Interindividual variation in the proteome of human peripheral blood mononuclear cells
Faculty of Sciences. Biology
Faculty of Sciences. Chemistry
Engineering sciences. Technology
, 9 p.
Peripheral blood mononuclear cells (PBMCs) are main actors in inflammatory processes and linked to many diseases, including rheumatoid arthritis, atherosclerosis, asthma, HIV and cancer. Moreover, they seem an interesting 'surrogate tissue' that can be used in biomarker discovery. In order to get a good experimental design for quantitative expression studies, the knowledge of the interindividual variation is an essential part. Therefore, PBMCs were isolated from 24 healthy volunteers (15 males, 9 females, ages 63-86) with no clinical signs of inflammation. The extracted proteins were separated using the two dimensional difference in gel electrophoresis technology (2D-DIGE), and the gel images were processed with the DeCyder 2D software.

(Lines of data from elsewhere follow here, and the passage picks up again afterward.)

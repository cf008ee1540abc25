use serde::{Deserialize, Serialize};
use tracing::warn;
use twinview_common::Entity;
use twinview_kernel::MotionStep;

use crate::motion::{Motion, MotionEvent};

/// Which of a +/- matrix pair a canonical logical direction selects.
#[derive(Debug, Clone, Copy, PartialEq, Eq, Serialize, Deserialize)]
pub enum Sign {
    Positive,
    Negative,
}

impl Sign {
    pub fn flip(self) -> Sign {
        match self {
            Sign::Positive => Sign::Negative,
            Sign::Negative => Sign::Positive,
        }
    }

    fn pick(self, positive: MotionStep, negative: MotionStep) -> MotionStep {
        match self {
            Sign::Positive => positive,
            Sign::Negative => negative,
        }
    }
}

/// Sign bindings for one entity's control axes.
///
/// Each field names the step sign selected by the canonical direction of
/// that axis: `forward` for [`Motion::Forward`], `roll` for
/// [`Motion::RollRight`], `pitch` for [`Motion::PitchUp`], `yaw` for
/// [`Motion::YawRight`]. The opposite logical direction always selects the
/// flipped sign, so an axis is one configuration choice, not two.
#[derive(Debug, Clone, Copy, PartialEq, Eq, Serialize, Deserialize)]
pub struct AxisBindings {
    pub forward: Sign,
    pub roll: Sign,
    pub pitch: Sign,
    pub yaw: Sign,
}

impl AxisBindings {
    /// Resolve a logical motion to the elementary step it selects under
    /// these bindings.
    pub fn resolve(&self, motion: Motion) -> MotionStep {
        use MotionStep::*;
        match motion {
            Motion::Forward => self.forward.pick(TranslateForward, TranslateBackward),
            Motion::Backward => self.forward.flip().pick(TranslateForward, TranslateBackward),
            Motion::RollRight => self.roll.pick(RollPositive, RollNegative),
            Motion::RollLeft => self.roll.flip().pick(RollPositive, RollNegative),
            Motion::PitchUp => self.pitch.pick(PitchPositive, PitchNegative),
            Motion::PitchDown => self.pitch.flip().pick(PitchPositive, PitchNegative),
            Motion::YawRight => self.yaw.pick(YawPositive, YawNegative),
            Motion::YawLeft => self.yaw.flip().pick(YawPositive, YawNegative),
        }
    }
}

/// Per-entity control bindings for the two steerable entities.
///
/// Defaults reproduce the original control scheme, asymmetries included:
/// the vehicle flies forward along its local +Z while the camera flies
/// forward along -Z (a camera looks down its own -Z axis), and the two
/// use opposite yaw signs. Both are deliberate configuration, serialized
/// so alternative profiles can be loaded rather than patched in code.
#[derive(Debug, Clone, Copy, PartialEq, Eq, Serialize, Deserialize)]
pub struct ControlBindings {
    pub vehicle: AxisBindings,
    pub camera: AxisBindings,
}

impl Default for ControlBindings {
    fn default() -> Self {
        Self {
            vehicle: AxisBindings {
                forward: Sign::Positive,
                roll: Sign::Positive,
                pitch: Sign::Positive,
                yaw: Sign::Negative,
            },
            camera: AxisBindings {
                forward: Sign::Negative,
                roll: Sign::Positive,
                pitch: Sign::Positive,
                yaw: Sign::Positive,
            },
        }
    }
}

/// Errors from loading or saving a bindings profile.
#[derive(Debug, thiserror::Error)]
pub enum ProfileError {
    #[error("bindings profile JSON error: {0}")]
    Json(#[from] serde_json::Error),
}

impl ControlBindings {
    /// Parse a profile from its JSON form.
    pub fn from_json(text: &str) -> Result<Self, ProfileError> {
        Ok(serde_json::from_str(text)?)
    }

    /// Serialize the profile as pretty-printed JSON.
    pub fn to_json(&self) -> Result<String, ProfileError> {
        Ok(serde_json::to_string_pretty(self)?)
    }

    /// Resolve an event to the step the kernel should apply, or `None`
    /// when the target takes no input (the fixed secondary camera).
    pub fn resolve(&self, event: MotionEvent) -> Option<MotionStep> {
        match event.target {
            Entity::Vehicle => Some(self.vehicle.resolve(event.motion)),
            Entity::PrimaryCamera => Some(self.camera.resolve(event.motion)),
            Entity::SecondaryCamera => {
                warn!(motion = ?event.motion, "secondary camera takes no input");
                None
            }
        }
    }
}

#[cfg(test)]
mod tests {
    use super::*;

    #[test]
    fn vehicle_and_camera_forward_are_opposite_steps() {
        let bindings = ControlBindings::default();
        let vehicle = bindings
            .resolve(MotionEvent::new(Entity::Vehicle, Motion::Forward))
            .unwrap();
        let camera = bindings
            .resolve(MotionEvent::new(Entity::PrimaryCamera, Motion::Forward))
            .unwrap();
        assert_eq!(vehicle, MotionStep::TranslateForward);
        assert_eq!(camera, MotionStep::TranslateBackward);
        assert_eq!(camera, vehicle.inverse());
    }

    #[test]
    fn yaw_signs_differ_per_entity() {
        let bindings = ControlBindings::default();
        let vehicle = bindings.vehicle.resolve(Motion::YawRight);
        let camera = bindings.camera.resolve(Motion::YawRight);
        assert_eq!(vehicle, MotionStep::YawNegative);
        assert_eq!(camera, MotionStep::YawPositive);
    }

    #[test]
    fn opposite_directions_resolve_to_inverse_steps() {
        let bindings = ControlBindings::default();
        let pairs = [
            (Motion::Forward, Motion::Backward),
            (Motion::RollRight, Motion::RollLeft),
            (Motion::PitchUp, Motion::PitchDown),
            (Motion::YawRight, Motion::YawLeft),
        ];
        for axis in [bindings.vehicle, bindings.camera] {
            for (a, b) in pairs {
                assert_eq!(axis.resolve(a).inverse(), axis.resolve(b));
            }
        }
    }

    #[test]
    fn secondary_camera_resolves_to_none() {
        let bindings = ControlBindings::default();
        assert!(
            bindings
                .resolve(MotionEvent::new(Entity::SecondaryCamera, Motion::Forward))
                .is_none()
        );
    }

    #[test]
    fn bindings_round_trip_through_json() {
        let mut bindings = ControlBindings::default();
        bindings.vehicle.yaw = Sign::Positive;
        let json = bindings.to_json().unwrap();
        let back = ControlBindings::from_json(&json).unwrap();
        assert_eq!(back, bindings);
    }

    #[test]
    fn malformed_profile_is_a_json_error() {
        let err = ControlBindings::from_json("{\"vehicle\": 3}").unwrap_err();
        assert!(matches!(err, ProfileError::Json(_)));
    }
}
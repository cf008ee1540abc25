//! Scene kernel: pose registry, elementary step table, and view derivation.
//!
//! # Invariants
//! - All pose mutation flows through [`SceneRig::apply`]; no hidden
//!   globals, no ad hoc field writes.
//! - Increments compose on the right (`P · M`), so every step is
//!   interpreted in the entity's current local frame.
//! - A camera's view matrix is rederived in the same call that mutated its
//!   pose; a render pass can never observe a stale view.

pub mod rig;
pub mod steps;

pub use rig::SceneRig;
pub use steps::{MotionStep, ROTATE_STEP_DEG, StepTable, TRANSLATE_STEP};
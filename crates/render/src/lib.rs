//! Viewport composition and the renderer-agnostic drawing interface.
//!
//! # Invariants
//! - Composition is a pure read of rig state; the renderer never mutates
//!   pose truth.
//! - Every composed chain ends in the target viewport's view matrix on the
//!   left.
//! - The core does no projection math: viewport rectangles and perspective
//!   parameters pass through to the backend untouched.
//!
//! # Workaround
//! Ships a trait-based renderer interface with a debug text renderer as a
//! stand-in for a GPU backend. The trait is stable; swap in a wgpu
//! implementation without changing consumers.

pub mod geometry;
mod renderer;
pub mod viewport;

pub use renderer::{DebugTextRenderer, Projection, Renderer, ViewportDesc, ViewportRect};
pub use viewport::{DrawItem, Drawable, Viewport, compose};

pub fn crate_info() -> &'static str {
    "twinview-render v0.1.0"
}

#[cfg(test)]
mod tests {
    use super::*;

    #[test]
    fn crate_loads() {
        assert!(crate_info().contains("render"));
    }
}
use std::path::PathBuf;

use anyhow::Context;
use clap::{Parser, Subcommand};
use glam::Mat4;
use tracing::debug;
use tracing_subscriber::EnvFilter;
use twinview_common::approx::max_abs_diff;
use twinview_common::Entity;
use twinview_input::{ControlBindings, KeyMap};
use twinview_kernel::{MotionStep, SceneRig};
use twinview_render::{
    DebugTextRenderer, Projection, Renderer, Viewport, ViewportDesc, ViewportRect,
};

#[derive(Parser)]
#[command(name = "twinview-cli", about = "CLI tool for twinview scene operations")]
struct Cli {
    /// Enable verbose logging
    #[arg(short, long)]
    verbose: bool,

    #[command(subcommand)]
    command: Commands,
}

#[derive(Subcommand)]
enum Commands {
    /// Print crate versions
    Info,
    /// Feed a key script through the control scheme and show both viewports
    Fly {
        /// Key sequence, e.g. "wwdddtt" (unbound keys are ignored)
        #[arg(short, long)]
        script: String,
        /// Window width in pixels (split into two half-width viewports)
        #[arg(long, default_value = "800")]
        width: u32,
        /// Window height in pixels
        #[arg(long, default_value = "600")]
        height: u32,
    },
    /// Apply many rotation steps and report numerical drift
    Drift {
        /// Number of rotation steps to accumulate
        #[arg(short = 'n', long, default_value = "720")]
        steps: usize,
    },
    /// Show or round-trip the control binding profile
    Bindings {
        /// Load a profile from a JSON file instead of the defaults
        #[arg(long)]
        load: Option<PathBuf>,
        /// Print the profile as JSON
        #[arg(long)]
        dump: bool,
    },
}

fn main() -> anyhow::Result<()> {
    let cli = Cli::parse();

    let filter = if cli.verbose { "debug" } else { "info" };
    tracing_subscriber::fmt()
        .with_env_filter(EnvFilter::new(filter))
        .init();

    match cli.command {
        Commands::Info => {
            println!("twinview-cli v{}", env!("CARGO_PKG_VERSION"));
            println!("input: {}", twinview_input::crate_info());
            println!("render: {}", twinview_render::crate_info());
        }
        Commands::Fly {
            script,
            width,
            height,
        } => {
            let mut rig = SceneRig::new();
            let keymap = KeyMap::default();
            let bindings = ControlBindings::default();

            let mut applied = 0usize;
            let mut ignored = 0usize;
            for key in script.chars() {
                let step = keymap
                    .event_for(key)
                    .and_then(|event| bindings.resolve(event).map(|s| (event.target, s)));
                match step {
                    Some((target, step)) => {
                        rig.apply(target, step);
                        applied += 1;
                    }
                    None => {
                        debug!(%key, "unbound key ignored");
                        ignored += 1;
                    }
                }
            }
            println!("Applied {applied} steps ({ignored} keys ignored)");
            println!(
                "Vehicle at {:?}, primary camera at {:?}",
                rig.vehicle_pose().position(),
                rig.primary_camera_pose().position()
            );

            let (left, right) = ViewportRect::split_horizontal(width, height);
            let viewports = [
                ViewportDesc {
                    viewport: Viewport::Primary,
                    rect: left,
                    projection: Projection::default(),
                },
                ViewportDesc {
                    viewport: Viewport::Secondary,
                    rect: right,
                    projection: Projection::default(),
                },
            ];
            print!("{}", DebugTextRenderer::new().render(&rig, &viewports));
        }
        Commands::Drift { steps } => {
            println!("Accumulating {steps} rotation steps on the primary camera");

            let rotations = [
                MotionStep::RollPositive,
                MotionStep::PitchPositive,
                MotionStep::YawPositive,
            ];
            let mut rig = SceneRig::new();
            for i in 0..steps {
                rig.apply(Entity::PrimaryCamera, rotations[i % rotations.len()]);
            }

            let pose = rig.primary_camera_pose();
            let residual = max_abs_diff(rig.primary_view() * pose.matrix(), Mat4::IDENTITY);
            println!("rotation drift:      {:.3e}", pose.rotation_drift());
            println!("view·pose residual:  {residual:.3e}");
            println!(
                "pose still rigid within 1e-4: {}",
                if pose.is_rigid(1e-4) { "yes" } else { "NO" }
            );
        }
        Commands::Bindings { load, dump } => {
            let bindings = match load {
                Some(path) => {
                    let text = std::fs::read_to_string(&path)
                        .with_context(|| format!("reading {}", path.display()))?;
                    ControlBindings::from_json(&text)
                        .with_context(|| format!("parsing {}", path.display()))?
                }
                None => ControlBindings::default(),
            };

            if dump {
                println!("{}", bindings.to_json()?);
            } else {
                println!("vehicle: {:?}", bindings.vehicle);
                println!("camera:  {:?}", bindings.camera);
                println!();
                println!("key layout:");
                for (key, event) in KeyMap::default().iter() {
                    let step = bindings.resolve(event);
                    println!(
                        "  {key} -> {:?} {:?} ({:?})",
                        event.target,
                        event.motion,
                        step.expect("default keymap only targets steerable entities")
                    );
                }
            }
        }
    }

    Ok(())
}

Protein spots present in at least 22 out of 24 healthy volunteers were selected for further statistical analysis. Determination of the coefficient of variation (CV) of the normalized spot volume values of these proteins, reveals that the total variation of the PBMC proteome varies between 12,99% to 148,45%, with a mean value of 28%. A supplemental look at the causes of technical variation showed that the isolation of PBMCs from whole blood is the factor which influences the experimental variance the most. This isolation should be handled with extra care and an additional washing step would be beneficial. Knowing the extent of variation, we show that at least 10 independent samples per group are needed to obtain statistical powerful data. This study demonstrates the importance of considering variance of a human population for a good experimental design for future protein profiling or biomarker studies.